自分自身のことだから誰にも頼れなくて、いつも支えてくれているサスケにも会えなくて、
きっと無意識に父を求めたのだろうとリエは思う。
今自分が抱えている気持ちをぶつけたら、父はどう言葉を返してくれるのだろうか。
この迷いが、少しでも解消されるだろうか。
「…とても、大切な人がいるの。強くなりたい。強くなって、その人を守りたい。ずっとそう思っていたんだ。だから、強くなれる可能性があるなら、それはとても嬉しいことのはず…なのに…

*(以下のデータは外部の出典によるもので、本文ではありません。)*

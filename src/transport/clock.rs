//! Clock sources for the transport.

use std::sync::atomic::{AtomicU64, Ordering};
use std::time::Instant;

/// Share of the instantaneous error folded into the high-resolution offset
/// on every sample.
pub const SMOOTHING: f64 = 0.01;

/// A monotonic audio clock in seconds.
pub trait AudioClock: Send + Sync {
    fn now(&self) -> f64;
}

/// Counts rendered frames. Written by the audio host, read by anyone.
#[derive(Debug)]
pub struct SampleClock {
    frames: AtomicU64,
    sample_rate: u32,
}

impl SampleClock {
    pub fn new(sample_rate: u32) -> Self {
        Self {
            frames: AtomicU64::new(0),
            sample_rate: sample_rate.max(1),
        }
    }

    pub fn sample_rate(&self) -> u32 {
        self.sample_rate
    }

    pub fn frames(&self) -> u64 {
        self.frames.load(Ordering::Acquire)
    }

    /// Moves the clock forward by `frames` rendered frames.
    pub fn advance(&self, frames: u64) {
        self.frames.fetch_add(frames, Ordering::AcqRel);
    }
}

impl AudioClock for SampleClock {
    fn now(&self) -> f64 {
        self.frames() as f64 / self.sample_rate as f64
    }
}

/// A clock that only moves when told to.
#[derive(Debug, Default)]
pub struct ManualClock {
    // f64 bits
    seconds: AtomicU64,
}

impl ManualClock {
    pub fn new(seconds: f64) -> Self {
        Self {
            seconds: AtomicU64::new(seconds.to_bits()),
        }
    }

    pub fn set(&self, seconds: f64) {
        self.seconds.store(seconds.to_bits(), Ordering::Release);
    }

    pub fn advance(&self, seconds: f64) {
        self.set(self.now() + seconds);
    }
}

impl AudioClock for ManualClock {
    fn now(&self) -> f64 {
        f64::from_bits(self.seconds.load(Ordering::Acquire))
    }
}

/// Wall-clock estimate of the playback position, smoothed toward the audio
/// clock. For display only; never schedule from it.
#[derive(Debug)]
pub struct HighResolutionClock {
    epoch: Instant,
    offset: f64,
}

impl Default for HighResolutionClock {
    fn default() -> Self {
        Self::new()
    }
}

impl HighResolutionClock {
    pub fn new() -> Self {
        Self {
            epoch: Instant::now(),
            offset: 0.0,
        }
    }

    /// Seconds since this clock was created.
    pub fn wall_now(&self) -> f64 {
        self.epoch.elapsed().as_secs_f64()
    }

    pub fn offset(&self) -> f64 {
        self.offset
    }

    /// Re-anchors the offset after a seek or resume.
    pub fn resync(&mut self, audio_now: f64, wall_now: f64, rate: f64) {
        self.offset = (audio_now - wall_now) * rate;
    }

    /// Keeps the estimate continuous across a playback rate change.
    pub fn rescale(&mut self, old_rate: f64, new_rate: f64) {
        if old_rate != 0.0 {
            self.offset *= new_rate / old_rate;
        }
    }

    /// Nudges the offset toward `current` and returns the smoothed estimate.
    ///
    /// # Arguments
    ///
    /// * `current` - Playback time derived from the audio clock
    /// * `absolute_start` - Audio-clock time at which playback started
    /// * `rate` - Playback rate
    /// * `wall` - Wall-clock reading, seconds
    pub fn smooth(&mut self, current: f64, absolute_start: f64, rate: f64, wall: f64) -> f64 {
        let elapsed = (wall - absolute_start) * rate;
        let estimated = self.offset + elapsed;
        self.offset += (current - estimated) * SMOOTHING * rate;
        self.offset + elapsed
    }
}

…恐いの。また、誰かを傷つけてしまうんじゃないかって。その力で、人の命を奪ってしまうんじゃないかって……」
「……リエ……」
テルヤは影を落とす娘の頭を撫でようとしたその手を、一瞬ためらい、そしてゆっくりと戻した。
「…力というのは気の持ちようで強くも弱くもなる。今のリエじゃぁ封印を解いたとしても、逆に力に飲まれて暴走してしまうだろうね。今度は、もしかしたらリエ自身も巻き込まれてしまうかもしれない。自然を統べるということは容易なことではないんだ」
テルヤは娘の将来を案じて非情に徹し、諭すことにしたのだ。